PROBLEM DESCRIPTION: Copy every line of the data that includes the string "stashed".
-- GIVEN DATA follows --
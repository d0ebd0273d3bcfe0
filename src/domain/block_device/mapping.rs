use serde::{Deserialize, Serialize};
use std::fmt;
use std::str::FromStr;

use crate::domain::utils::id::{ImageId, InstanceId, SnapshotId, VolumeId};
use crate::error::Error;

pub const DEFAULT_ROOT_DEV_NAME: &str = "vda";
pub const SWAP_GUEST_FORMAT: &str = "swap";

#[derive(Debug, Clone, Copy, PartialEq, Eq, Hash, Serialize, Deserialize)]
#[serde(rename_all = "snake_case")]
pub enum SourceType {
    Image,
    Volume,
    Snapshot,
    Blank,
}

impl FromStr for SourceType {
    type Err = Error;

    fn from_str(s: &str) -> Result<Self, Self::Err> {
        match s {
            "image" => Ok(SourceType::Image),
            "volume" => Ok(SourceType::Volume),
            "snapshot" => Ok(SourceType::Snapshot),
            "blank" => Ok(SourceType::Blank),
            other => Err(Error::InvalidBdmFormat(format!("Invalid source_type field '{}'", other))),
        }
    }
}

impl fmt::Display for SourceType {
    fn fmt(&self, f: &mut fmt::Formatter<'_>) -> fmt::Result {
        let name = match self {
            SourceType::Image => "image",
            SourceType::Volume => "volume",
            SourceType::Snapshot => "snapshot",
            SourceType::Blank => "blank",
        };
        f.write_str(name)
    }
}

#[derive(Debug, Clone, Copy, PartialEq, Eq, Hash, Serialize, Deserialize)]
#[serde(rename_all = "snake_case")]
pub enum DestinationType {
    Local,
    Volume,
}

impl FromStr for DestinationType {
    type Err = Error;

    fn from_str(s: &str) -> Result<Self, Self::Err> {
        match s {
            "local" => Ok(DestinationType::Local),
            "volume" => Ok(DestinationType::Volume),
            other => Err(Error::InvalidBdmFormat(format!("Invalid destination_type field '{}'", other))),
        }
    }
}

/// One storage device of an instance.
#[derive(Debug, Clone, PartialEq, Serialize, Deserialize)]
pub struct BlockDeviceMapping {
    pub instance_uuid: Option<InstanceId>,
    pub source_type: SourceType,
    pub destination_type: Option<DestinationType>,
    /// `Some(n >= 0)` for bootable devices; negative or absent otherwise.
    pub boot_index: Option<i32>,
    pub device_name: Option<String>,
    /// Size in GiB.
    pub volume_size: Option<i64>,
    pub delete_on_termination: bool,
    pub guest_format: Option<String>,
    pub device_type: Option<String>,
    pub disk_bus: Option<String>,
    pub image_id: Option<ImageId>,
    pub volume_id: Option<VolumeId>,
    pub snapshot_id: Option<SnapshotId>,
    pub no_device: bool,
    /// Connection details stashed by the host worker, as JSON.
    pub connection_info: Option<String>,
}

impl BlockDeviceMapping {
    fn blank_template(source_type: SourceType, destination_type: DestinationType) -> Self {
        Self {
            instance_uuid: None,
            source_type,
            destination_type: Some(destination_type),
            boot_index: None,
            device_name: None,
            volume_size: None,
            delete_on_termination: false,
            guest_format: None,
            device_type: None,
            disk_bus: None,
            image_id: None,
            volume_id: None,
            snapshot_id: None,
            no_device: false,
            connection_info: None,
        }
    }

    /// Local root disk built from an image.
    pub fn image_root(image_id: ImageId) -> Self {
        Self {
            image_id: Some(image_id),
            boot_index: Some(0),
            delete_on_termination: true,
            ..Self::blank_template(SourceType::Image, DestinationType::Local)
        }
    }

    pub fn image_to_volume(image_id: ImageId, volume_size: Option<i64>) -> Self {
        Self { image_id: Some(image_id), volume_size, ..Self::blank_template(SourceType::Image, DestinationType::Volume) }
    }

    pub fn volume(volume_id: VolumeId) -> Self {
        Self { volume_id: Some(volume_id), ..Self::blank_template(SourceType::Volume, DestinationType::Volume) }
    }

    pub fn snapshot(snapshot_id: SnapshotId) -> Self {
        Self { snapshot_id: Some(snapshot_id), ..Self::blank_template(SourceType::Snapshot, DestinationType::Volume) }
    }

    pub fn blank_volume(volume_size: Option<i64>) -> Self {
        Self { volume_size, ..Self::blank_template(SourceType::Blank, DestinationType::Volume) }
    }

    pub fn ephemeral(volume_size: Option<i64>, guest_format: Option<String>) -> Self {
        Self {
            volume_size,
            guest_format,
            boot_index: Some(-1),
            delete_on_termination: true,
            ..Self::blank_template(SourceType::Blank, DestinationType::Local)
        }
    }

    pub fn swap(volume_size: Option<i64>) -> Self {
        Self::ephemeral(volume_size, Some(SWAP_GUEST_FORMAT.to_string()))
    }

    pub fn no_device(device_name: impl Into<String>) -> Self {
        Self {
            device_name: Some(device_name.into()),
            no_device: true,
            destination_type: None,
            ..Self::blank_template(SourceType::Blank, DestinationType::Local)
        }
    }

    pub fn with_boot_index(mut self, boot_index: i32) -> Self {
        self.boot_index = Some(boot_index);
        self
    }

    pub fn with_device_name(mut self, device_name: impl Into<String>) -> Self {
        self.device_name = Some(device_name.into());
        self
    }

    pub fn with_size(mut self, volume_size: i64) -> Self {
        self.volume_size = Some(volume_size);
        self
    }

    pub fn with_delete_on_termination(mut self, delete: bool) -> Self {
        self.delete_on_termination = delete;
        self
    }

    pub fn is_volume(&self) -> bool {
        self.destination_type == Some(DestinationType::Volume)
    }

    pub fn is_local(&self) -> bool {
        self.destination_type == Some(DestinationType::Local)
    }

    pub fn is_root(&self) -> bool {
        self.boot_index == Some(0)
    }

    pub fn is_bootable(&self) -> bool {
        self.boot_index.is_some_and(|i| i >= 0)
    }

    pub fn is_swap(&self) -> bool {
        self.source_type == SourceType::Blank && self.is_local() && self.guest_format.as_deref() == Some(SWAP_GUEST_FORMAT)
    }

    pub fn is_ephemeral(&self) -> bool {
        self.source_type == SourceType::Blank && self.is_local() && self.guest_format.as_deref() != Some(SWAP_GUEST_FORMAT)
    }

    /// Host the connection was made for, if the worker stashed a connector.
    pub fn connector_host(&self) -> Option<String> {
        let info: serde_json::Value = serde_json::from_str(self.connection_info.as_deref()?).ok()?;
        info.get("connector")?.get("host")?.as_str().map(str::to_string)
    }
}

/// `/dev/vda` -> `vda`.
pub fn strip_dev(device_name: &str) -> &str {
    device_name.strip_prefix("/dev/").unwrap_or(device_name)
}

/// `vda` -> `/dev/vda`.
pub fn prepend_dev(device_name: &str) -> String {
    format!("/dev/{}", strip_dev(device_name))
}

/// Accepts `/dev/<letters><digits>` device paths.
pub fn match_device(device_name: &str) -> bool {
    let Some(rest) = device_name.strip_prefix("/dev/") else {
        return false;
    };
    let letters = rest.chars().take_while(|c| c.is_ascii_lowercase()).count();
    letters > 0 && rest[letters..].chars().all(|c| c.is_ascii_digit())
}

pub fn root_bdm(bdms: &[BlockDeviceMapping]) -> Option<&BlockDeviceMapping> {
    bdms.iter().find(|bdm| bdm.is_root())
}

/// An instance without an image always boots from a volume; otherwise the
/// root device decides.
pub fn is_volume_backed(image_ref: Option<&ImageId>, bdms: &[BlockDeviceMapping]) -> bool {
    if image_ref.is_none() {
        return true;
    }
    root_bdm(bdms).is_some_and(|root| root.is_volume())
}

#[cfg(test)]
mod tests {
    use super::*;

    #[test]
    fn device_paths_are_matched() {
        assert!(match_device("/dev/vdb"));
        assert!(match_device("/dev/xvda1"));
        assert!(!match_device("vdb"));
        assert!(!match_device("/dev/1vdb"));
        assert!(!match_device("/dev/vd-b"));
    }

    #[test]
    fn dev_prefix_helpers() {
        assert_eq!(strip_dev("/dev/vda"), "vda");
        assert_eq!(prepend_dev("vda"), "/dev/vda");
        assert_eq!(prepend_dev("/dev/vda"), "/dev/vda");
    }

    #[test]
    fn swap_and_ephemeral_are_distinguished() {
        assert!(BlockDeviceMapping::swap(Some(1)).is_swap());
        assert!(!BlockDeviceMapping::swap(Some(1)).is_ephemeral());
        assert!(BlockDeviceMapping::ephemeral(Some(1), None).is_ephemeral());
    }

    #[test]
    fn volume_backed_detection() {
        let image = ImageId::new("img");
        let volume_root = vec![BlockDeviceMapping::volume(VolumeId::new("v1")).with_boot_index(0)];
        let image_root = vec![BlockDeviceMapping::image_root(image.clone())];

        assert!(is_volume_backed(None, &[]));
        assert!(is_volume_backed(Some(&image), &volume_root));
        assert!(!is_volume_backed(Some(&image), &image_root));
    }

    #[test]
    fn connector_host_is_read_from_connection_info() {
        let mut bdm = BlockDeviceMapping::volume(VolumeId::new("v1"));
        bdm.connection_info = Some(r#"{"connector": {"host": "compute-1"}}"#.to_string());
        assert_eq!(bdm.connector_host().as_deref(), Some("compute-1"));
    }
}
-- GIVEN DATA concluded --
FINISHED EXERCISE:
    /// Connection details stashed by the host worker, as JSON.
    /// Host the connection was made for, if the worker stashed a connector.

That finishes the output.